Un día estábamos todos tomando la siesta después de almuerzo cuando oímos un grito que venía del patio. Era Carmelina, la señora que nos ayudaba algunos días en la casa. Bajamos corriendo.

-¡Mire, doña Floriana! -gritó mostrándole a mi abuela un tonel repleto de ropa mojada. Estaba toda verde. Carmelina sacó del tonel un pantalón emparamado: el preferido de mi papá:

-¡Este verraco pantalón me manchó toda la ropa!

Y sí, mis camisetas de gimnasia del colegio, los delantales de mi abuela, las camisas blancas de mi papá y los uniformes de enfermería de mi prima que iba a la universidad. Todos manchados con unas vetas verdes.

Carmelina había resuelto el misterio del sudor verde de mi papá. Su pantalón preferido era de una calidad tan fina y de unos tintes tan sutiles, que con un poco de calor desteñía verde.

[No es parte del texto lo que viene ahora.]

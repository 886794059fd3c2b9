//! The price oracle gathering the market data savings are computed from.
//!
//! Each source is queried exactly once. A failure is logged and leaves the
//! corresponding value absent; it is never retried.

use crate::models::{EthUsdRate, GasPrice, MarketData};
use crate::price_estimation::ExchangeRateFetching;
use anyhow::{anyhow, Result};
use gas_estimation::GasPriceEstimating;
use std::fmt::{self, Display, Formatter};
use thiserror::Error;

/// The external data sources of the oracle.
#[derive(Clone, Copy, Debug, Eq, PartialEq)]
pub enum Source {
    GasPrice,
    ExchangeRate,
}

impl Display for Source {
    fn fmt(&self, f: &mut Formatter) -> fmt::Result {
        match self {
            Source::GasPrice => write!(f, "gas price"),
            Source::ExchangeRate => write!(f, "exchange rate"),
        }
    }
}

/// A network error or an unexpected response from one of the sources.
#[derive(Debug, Error)]
#[error("{source_kind} fetch failed")]
pub struct FetchError {
    pub source_kind: Source,
    #[source]
    pub cause: anyhow::Error,
}

pub struct PriceOracle {
    gas_price: Box<dyn GasPriceEstimating>,
    exchange_rate: Box<dyn ExchangeRateFetching>,
}

impl PriceOracle {
    pub fn new(
        gas_price: Box<dyn GasPriceEstimating>,
        exchange_rate: Box<dyn ExchangeRateFetching>,
    ) -> Self {
        PriceOracle {
            gas_price,
            exchange_rate,
        }
    }

    pub async fn fetch_gas_price(&self) -> Result<GasPrice, FetchError> {
        let result = self.gas_price.estimate().await.and_then(positive);
        wrap(Source::GasPrice, result).map(GasPrice)
    }

    pub async fn fetch_eth_usd_rate(&self) -> Result<EthUsdRate, FetchError> {
        let result = self.exchange_rate.exchange_rate().await.and_then(positive);
        wrap(Source::ExchangeRate, result).map(EthUsdRate)
    }

    /// Fetches both values concurrently. Neither fetch waits for the other
    /// and the failure of one does not affect the other.
    pub async fn fetch(&self) -> MarketData {
        let (gas_price, eth_usd_rate) =
            futures::join!(self.fetch_gas_price(), self.fetch_eth_usd_rate());
        MarketData {
            gas_price: log_failure(gas_price),
            eth_usd_rate: log_failure(eth_usd_rate),
        }
    }
}

fn positive(value: f64) -> Result<f64> {
    if value.is_finite() && value > 0.0 {
        Ok(value)
    } else {
        Err(anyhow!("expected a positive number but got {}", value))
    }
}

fn wrap(source_kind: Source, result: Result<f64>) -> Result<f64, FetchError> {
    result.map_err(|cause| FetchError { source_kind, cause })
}

fn log_failure<T>(result: Result<T, FetchError>) -> Option<T> {
    match result {
        Ok(value) => Some(value),
        Err(err) => {
            log::warn!("{}: {:#}", err, err.cause);
            None
        }
    }
}

#[cfg(test)]
mod tests {
    use super::*;
    use crate::price_estimation::MockExchangeRateFetching;
    use crate::util::FutureWaitExt as _;
    use gas_estimation::MockGasPriceEstimating;

    fn oracle(
        gas_price: impl Fn() -> Result<f64> + Send + 'static,
        exchange_rate: impl Fn() -> Result<f64> + Send + 'static,
    ) -> PriceOracle {
        let mut gas_estimator = MockGasPriceEstimating::new();
        gas_estimator
            .expect_estimate()
            .times(1)
            .returning(gas_price);
        let mut rate_fetcher = MockExchangeRateFetching::new();
        rate_fetcher
            .expect_exchange_rate()
            .times(1)
            .returning(exchange_rate);
        PriceOracle::new(Box::new(gas_estimator), Box::new(rate_fetcher))
    }

    #[test]
    fn fetches_both_values() {
        let market = oracle(|| Ok(30.0), || Ok(2000.0)).fetch().wait();
        assert_eq!(
            market,
            MarketData {
                gas_price: Some(GasPrice(30.0)),
                eth_usd_rate: Some(EthUsdRate(2000.0)),
            }
        );
    }

    #[test]
    fn failed_gas_price_does_not_affect_exchange_rate() {
        let market = oracle(|| Err(anyhow!("connection refused")), || Ok(2000.0))
            .fetch()
            .wait();
        assert_eq!(market.gas_price, None);
        assert_eq!(market.eth_usd_rate, Some(EthUsdRate(2000.0)));
    }

    #[test]
    fn failed_exchange_rate_does_not_affect_gas_price() {
        let market = oracle(|| Ok(30.0), || Err(anyhow!("bad json"))).fetch().wait();
        assert_eq!(market.gas_price, Some(GasPrice(30.0)));
        assert_eq!(market.eth_usd_rate, None);
    }

    #[test]
    fn non_positive_values_are_malformed() {
        let market = oracle(|| Ok(0.0), || Ok(-1.0)).fetch().wait();
        assert_eq!(market, MarketData::default());

        let market = oracle(|| Ok(f64::NAN), || Ok(f64::INFINITY)).fetch().wait();
        assert_eq!(market, MarketData::default());
    }

    #[test]
    fn fetch_error_names_its_source() {
        let mut gas_estimator = MockGasPriceEstimating::new();
        gas_estimator
            .expect_estimate()
            .times(1)
            .returning(|| Err(anyhow!("timeout")));
        let mut rate_fetcher = MockExchangeRateFetching::new();
        rate_fetcher.expect_exchange_rate().times(0);
        let oracle = PriceOracle::new(Box::new(gas_estimator), Box::new(rate_fetcher));

        let err = oracle
            .fetch_gas_price()
            .wait()
            .unwrap_err();
        assert_eq!(err.source_kind, Source::GasPrice);
        assert_eq!(err.to_string(), "gas price fetch failed");
        assert_eq!(
            std::error::Error::source(&err).unwrap().to_string(),
            "timeout"
        );
    }
}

Ninguna mutación superheróica entonces. Seguiríamos con nuestro papá de siempre. Un papá con habilidades culinarias notables que nos fritaba huevos con vinagre, pensando que era aceite. Un hombre increíble y consentidor con el superpoder de conseguirnos las mejores películas infantiles en versiones inéditas y de explicarnos las constelaciones. Y la verdad es que con él, así, sin mutaciones, estábamos muy contentos. Feliz día, papá.